Designing the World

It took a long time to make one that was perfectly balanced and approx. 2 years before Bellerby produced a globe that I could sell. (Photo by Stuart Freedman)

It took a long time to make one that was perfectly balanced and approx. 2 years before Bellerby produced a globe that I could sell. (Photo by Stuart Freedman)

When is the last time you looked at a map? No, we’re not talking GPS-powered imagery and guidelines but a physical entity. Like a globe. Like the collectibles Peter Bellerby and his company painstakingly churn out. In fact, they are one of the only two workshops in the world still in the business of handcrafting globes.  And in the business of preserving a dying craft.

After a two year search for a globe for my father’s 80th birthday present I was faced with a choice of a modern political globe (albeit frequently available with a generous dose of sepia colouring), very fragile expensive antique models, which you can’t really use on a daily basis or trying to make my own.

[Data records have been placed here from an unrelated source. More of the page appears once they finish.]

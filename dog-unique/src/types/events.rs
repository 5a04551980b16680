use chrono::{DateTime, Utc};
use serde::{Deserialize, Serialize};

use super::{Backend, UnlockPolicy};

/// Lock lifecycle events emitted by the unique-job middleware
#[derive(Debug, Clone, Serialize, Deserialize)]
pub enum UniqueEvent {
    /// A fresh claim was acquired and the push went through
    Admitted {
        backend: Backend,
        digest: String,
        lock_id: String,
        ttl: f64,
        at: DateTime<Utc>,
    },

    /// An active claim already existed, the push was dropped
    Suppressed {
        backend: Backend,
        digest: String,
        lock_id: String,
        at: DateTime<Utc>,
    },

    /// A worker released the claim
    Released {
        digest: String,
        lock_id: String,
        policy: UnlockPolicy,
        at: DateTime<Utc>,
    },

    /// The job failed under `success` policy and the claim was kept until its ttl
    Retained {
        digest: String,
        lock_id: String,
        error: String,
        at: DateTime<Utc>,
    },
}

impl UniqueEvent {
    /// Get event type name as string
    pub fn event_name(&self) -> &'static str {
        match self {
            Self::Admitted { .. } => "admitted",
            Self::Suppressed { .. } => "suppressed",
            Self::Released { .. } => "released",
            Self::Retained { .. } => "retained",
        }
    }

    /// Get the lock digest from any event
    pub fn digest(&self) -> &str {
        match self {
            Self::Admitted { digest, .. }
            | Self::Suppressed { digest, .. }
            | Self::Released { digest, .. }
            | Self::Retained { digest, .. } => digest,
        }
    }

    /// Get the lock id from any event
    pub fn lock_id(&self) -> &str {
        match self {
            Self::Admitted { lock_id, .. }
            | Self::Suppressed { lock_id, .. }
            | Self::Released { lock_id, .. }
            | Self::Retained { lock_id, .. } => lock_id,
        }
    }

    /// Get the timestamp from any event
    pub fn timestamp(&self) -> &DateTime<Utc> {
        match self {
            Self::Admitted { at, .. }
            | Self::Suppressed { at, .. }
            | Self::Released { at, .. }
            | Self::Retained { at, .. } => at,
        }
    }
}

So the original plan, hatched in a pub in Kings Cross was to make just two, one for Dad, one for me. It would probably take three, maybe four months and cost a few thousand pounds. After all how difficult can it be to make a ball and put a map on it? My last venture was setting up and managing a place called Bloomsbury Bowling Lanes, which within a year of opening had become one of the most interesting venues in London turning over more than £100,000 per week, so perhaps I was a little over confident. Blatantly obsessed with spheres either way!

So firstly I had to license a map. From a reputable source. It had incorrect capitals, most of the names in the Middle East were either rubbish or incorrectly spelled or positioned. Don’t let me start on the Aral Sea. That took at least 6 hours a day for about a year. In the end we changed everything. At the start I had to learn Adobe illustrator, which is not so difficult. It’s about as intuitive as the interweb and the email web are to my parents.

Then, find a friend to write the programme to morph a rectangular map into ‘gores’- the triangular shapes that fit onto a sphere. Offer him a globe as a bribe. Easy. Even better his job was far from taxing so a month, two at most. Three days later he was re-assigned to Lahore (with a bodyguard and ouzi as company). Over a year to complete.